Friday, August 24, 2007


So last week I linked to a blog post by Laura Rozen, where she cites a Gulf News report stating that a "shake-up" is in the works for the Iraqi government. I'm not sure this is what the GN reporter had in mind, but Juan Cole is reporting that a high level contact of his has told him that plans for a coup are underway:

A rumor is circulating among well-connected and formerly high-level Iraqi bureaucrats in exile in places like Damascus that a military coup is being prepared for Iraq. I received the following from a reliable, knowledgeable contact. There is no certitude that this plan can or will be implemented. That it is being discussed at high levels seems highly likely.

"There is serious talk of a military commission (majlis `askari) to take over the government. The parties would be banned from holding positions, and all the ministers would be technocrats, so to speak. . . [The writer indicates that attempts have been made to recruit cabinet members from the ranks of expatriate technocrats.]

The six-member board or commission would be composed of non-political former military personnel who are presently not part of the government OR the military establishment, such as it is in Iraq at the moment. It is said that the Americans are supporting this behind the scenes.

[I]t is another [desperate plan], but one which many many Iraqis will support, since they are sick of their country being pulled apart by the "imports" - Maliki, Allawi, Jaafari et al. The military group is composed of internals, people who have the goal of securing the country even at the risk of no democracy, so they say. "

Of course, that one contact of Juan Cole's is reporting that a military coup is being planned by a unspecified group of people, does not mean that a coup will be luanched today or tomorrow, or ever for that matter. Who knows how long various parties have been plotting to take over the Iraqi government? But in addition to Juan Cole's post, we have IraqSlogger reporting that an American firm is behind efforts to install Ayed Allawi in al-Maliki's place (via ThinkProgress and Spencer Ackerman):

The powerful Republican lobbying group of Barbour Griffith & Rogers is plotting an effort to displace Iraqi Prime Minister Nouri al-Maliki and supplant him with former interim Iraqi Prime Minister Iyad Allawi. IraqSlogger reported:

BGR’s work for Allawi includes the August 17 purchase of the Web site domain

In recent days, BGR sent hundreds of e-mail messages in Allawi’s name from the e-mail address

BGR’s staff is stacked with conservative operatives with extremely close ties to the White House. Its president is Bush’s former envoy to Iraq, Ambassador Robert Blackwill. Philip Zelikow, a former Counselor to Condoleezza Rice, serves as a senior adviser to the firm. Lanny Griffith, chief executive officer, is a Bush Ranger having raised at least $200,000 for Bush in the 2004 presidential election. And Ed Rogers, chairman and founder of the firm, has been a reliable political ally for the Bush White House.
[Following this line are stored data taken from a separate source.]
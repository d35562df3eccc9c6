// Copyright (c) 2025 Fabstir
// SPDX-License-Identifier: BUSL-1.1
// Immutable in-memory vector index
// Exact nearest-neighbour search over L2-normalized sentence embeddings

use serde::Serialize;
use std::collections::HashSet;

use super::errors::IndexError;
use crate::document::SentencePayload;
use crate::embeddings::dot;

/// Entry handed to [`VectorIndex::build`]
#[derive(Clone, Debug)]
pub struct IndexEntry {
    pub id: String,
    pub vector: Vec<f32>,
    pub payload: SentencePayload,
}

impl IndexEntry {
    pub fn new(id: impl Into<String>, vector: Vec<f32>, payload: SentencePayload) -> Self {
        Self {
            id: id.into(),
            vector,
            payload,
        }
    }
}

/// Result from vector search
#[derive(Clone, Debug, PartialEq, Serialize)]
pub struct SearchMatch {
    pub id: String,
    pub payload: SentencePayload,
    pub score: f32,
}

/// Exact-search vector index
///
/// - Built once from a complete set of entries, never mutated afterwards
/// - Score is cosine similarity, computed as the dot product of unit vectors
/// - Results ordered by score descending; equal scores keep insertion order
#[derive(Debug, Clone, Default)]
pub struct VectorIndex {
    entries: Vec<IndexEntry>,
    dimension: Option<usize>,
}

impl VectorIndex {
    /// Build an index from `entries`
    ///
    /// # Returns
    /// * `Err(DimensionMismatch)` if vectors have different lengths
    /// * `Err(InvalidVector)` if any value is NaN or Infinity
    /// * `Err(DuplicateId)` if two entries share an id
    pub fn build(entries: Vec<IndexEntry>) -> Result<Self, IndexError> {
        let mut dimension = None;
        let mut seen = HashSet::with_capacity(entries.len());

        for entry in &entries {
            if entry.vector.is_empty() {
                return Err(IndexError::EmptyVector {
                    id: entry.id.clone(),
                });
            }

            match dimension {
                None => dimension = Some(entry.vector.len()),
                Some(expected) if expected != entry.vector.len() => {
                    return Err(IndexError::DimensionMismatch {
                        expected,
                        actual: entry.vector.len(),
                    });
                }
                Some(_) => {}
            }

            if entry.vector.iter().any(|v| !v.is_finite()) {
                return Err(IndexError::InvalidVector {
                    id: entry.id.clone(),
                });
            }

            if !seen.insert(entry.id.as_str()) {
                return Err(IndexError::DuplicateId(entry.id.clone()));
            }
        }

        Ok(Self { entries, dimension })
    }

    /// Top-`k` entries most similar to `query`
    ///
    /// Returns `min(k, len())` matches. An empty index returns no matches for
    /// any query; a non-empty index rejects a query of the wrong dimension.
    pub fn search(&self, query: &[f32], k: usize) -> Result<Vec<SearchMatch>, IndexError> {
        let Some(dimension) = self.dimension else {
            return Ok(Vec::new());
        };
        if query.len() != dimension {
            return Err(IndexError::DimensionMismatch {
                expected: dimension,
                actual: query.len(),
            });
        }
        if k == 0 {
            return Ok(Vec::new());
        }

        let mut scored: Vec<(usize, f32)> = self
            .entries
            .iter()
            .enumerate()
            .map(|(position, entry)| (position, dot(query, &entry.vector)))
            .collect();

        // Stable sort keeps insertion order for equal scores
        scored.sort_by(|a, b| b.1.total_cmp(&a.1));
        scored.truncate(k);

        Ok(scored
            .into_iter()
            .map(|(position, score)| {
                let entry = &self.entries[position];
                SearchMatch {
                    id: entry.id.clone(),
                    payload: entry.payload.clone(),
                    score,
                }
            })
            .collect())
    }

    pub fn len(&self) -> usize {
        self.entries.len()
    }

    pub fn is_empty(&self) -> bool {
        self.entries.is_empty()
    }

    /// Vector dimension, `None` for an empty index
    pub fn dimension(&self) -> Option<usize> {
        self.dimension
    }

    pub fn entries(&self) -> &[IndexEntry] {
        &self.entries
    }
}
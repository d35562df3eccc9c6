// Copyright (c) 2025 Fabstir
// SPDX-License-Identifier: BUSL-1.1
//! OCR through a VLM sidecar exposing an OpenAI-compatible API

use anyhow::Result;
use async_trait::async_trait;
use reqwest::Client;
use std::time::{Duration, Instant};
use tracing::{debug, info};

use super::{PageImage, TextRecognizer};

const OCR_PROMPT: &str = "Extract all text from this image. Return only the extracted text, preserving the original layout and formatting as much as possible. If no text is found, respond with an empty string.";

// --- OpenAI-compatible serde structs ---

#[derive(serde::Serialize)]
struct VisionRequest {
    model: String,
    messages: Vec<VisionMessage>,
    max_tokens: u32,
    temperature: f32,
}

#[derive(serde::Serialize)]
struct VisionMessage {
    role: &'static str,
    content: serde_json::Value,
}

#[derive(serde::Deserialize)]
struct VisionResponse {
    choices: Vec<VisionChoice>,
}

#[derive(serde::Deserialize)]
struct VisionChoice {
    message: VisionResponseMessage,
}

#[derive(serde::Deserialize)]
struct VisionResponseMessage {
    #[serde(default)]
    content: Option<String>,
}

/// Text recognizer backed by a vision-language model
pub struct VlmTextRecognizer {
    client: Client,
    endpoint: String,
    model_name: String,
}

impl VlmTextRecognizer {
    pub fn new(endpoint: &str, model_name: &str, timeout: Duration) -> Result<Self> {
        let client = Client::builder().timeout(timeout).build()?;

        let endpoint = endpoint.trim_end_matches('/').to_string();
        info!(
            "VLM OCR configured: endpoint={}, model={}",
            endpoint, model_name
        );

        Ok(Self {
            client,
            endpoint,
            model_name: model_name.to_string(),
        })
    }

    pub fn endpoint(&self) -> &str {
        &self.endpoint
    }

    pub fn model_name(&self) -> &str {
        &self.model_name
    }

    /// Check if the VLM sidecar is healthy
    pub async fn health_check(&self) -> bool {
        match self
            .client
            .get(format!("{}/health", self.endpoint))
            .send()
            .await
        {
            Ok(resp) => resp.status().is_success(),
            Err(e) => {
                debug!("VLM health check failed: {}", e);
                false
            }
        }
    }

    fn request(&self, image: &PageImage) -> VisionRequest {
        VisionRequest {
            model: self.model_name.clone(),
            messages: vec![VisionMessage {
                role: "user",
                content: serde_json::json!([
                    {"type": "text", "text": OCR_PROMPT},
                    {"type": "image_url", "image_url": {"url": image.to_data_url()}}
                ]),
            }],
            max_tokens: 4096,
            temperature: 0.1,
        }
    }
}

#[async_trait]
impl TextRecognizer for VlmTextRecognizer {
    async fn recognize_text(&self, image: &PageImage) -> Result<String> {
        let start = Instant::now();

        let response = self
            .client
            .post(format!("{}/v1/chat/completions", self.endpoint))
            .json(&self.request(image))
            .send()
            .await?
            .error_for_status()?;

        let body: VisionResponse = response.json().await?;
        let text = body
            .choices
            .into_iter()
            .next()
            .and_then(|c| c.message.content)
            .unwrap_or_default();

        debug!(
            "VLM OCR: {}x{} page -> {} chars in {}ms",
            image.width(),
            image.height(),
            text.len(),
            start.elapsed().as_millis()
        );
        Ok(text)
    }
}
Juan Cole's contact indicated that Americans support the effort to launch a military coup. But these reports don't match in a significant way, in that the plotters in Juan Cole's post appear to lump Allawi in with Jaafari and Allawi. The IraqSlogger piece only reports that there are plans afoot to supplant Maliki with Allawi, but Juan Cole reports that the plotters plan to overthrow the government and replace it with a military commission. There's no doubt in my mind that American supporters of the mission in Iraq would find either of these outcomes acceptable if they thought the end result was a government that favored our presence (especially since the clock is ticking on the supportability of the number of troops we have in Iraq) but it's difficult to imagine that either plot could be pulled off with ease. Allawi doesn't have much popular support in the country, and it's hard to imagine him leading a coalition to power in the government, short of being installed there in some type of forceful overthrow. It's even harder to imagine a military commission taking over; what would they command? Are the units that these ex-soldiers would command sufficient to launch a successful coup? The government is admittedly quite weak, but how would the Sunni and Shiite political parties react to this?

I honestly will be surprised if either of these plans is carried off. That doesn't mean that there aren't many American officials who would approve of such moves, so we should keep a very careful eye out for any more reports like these.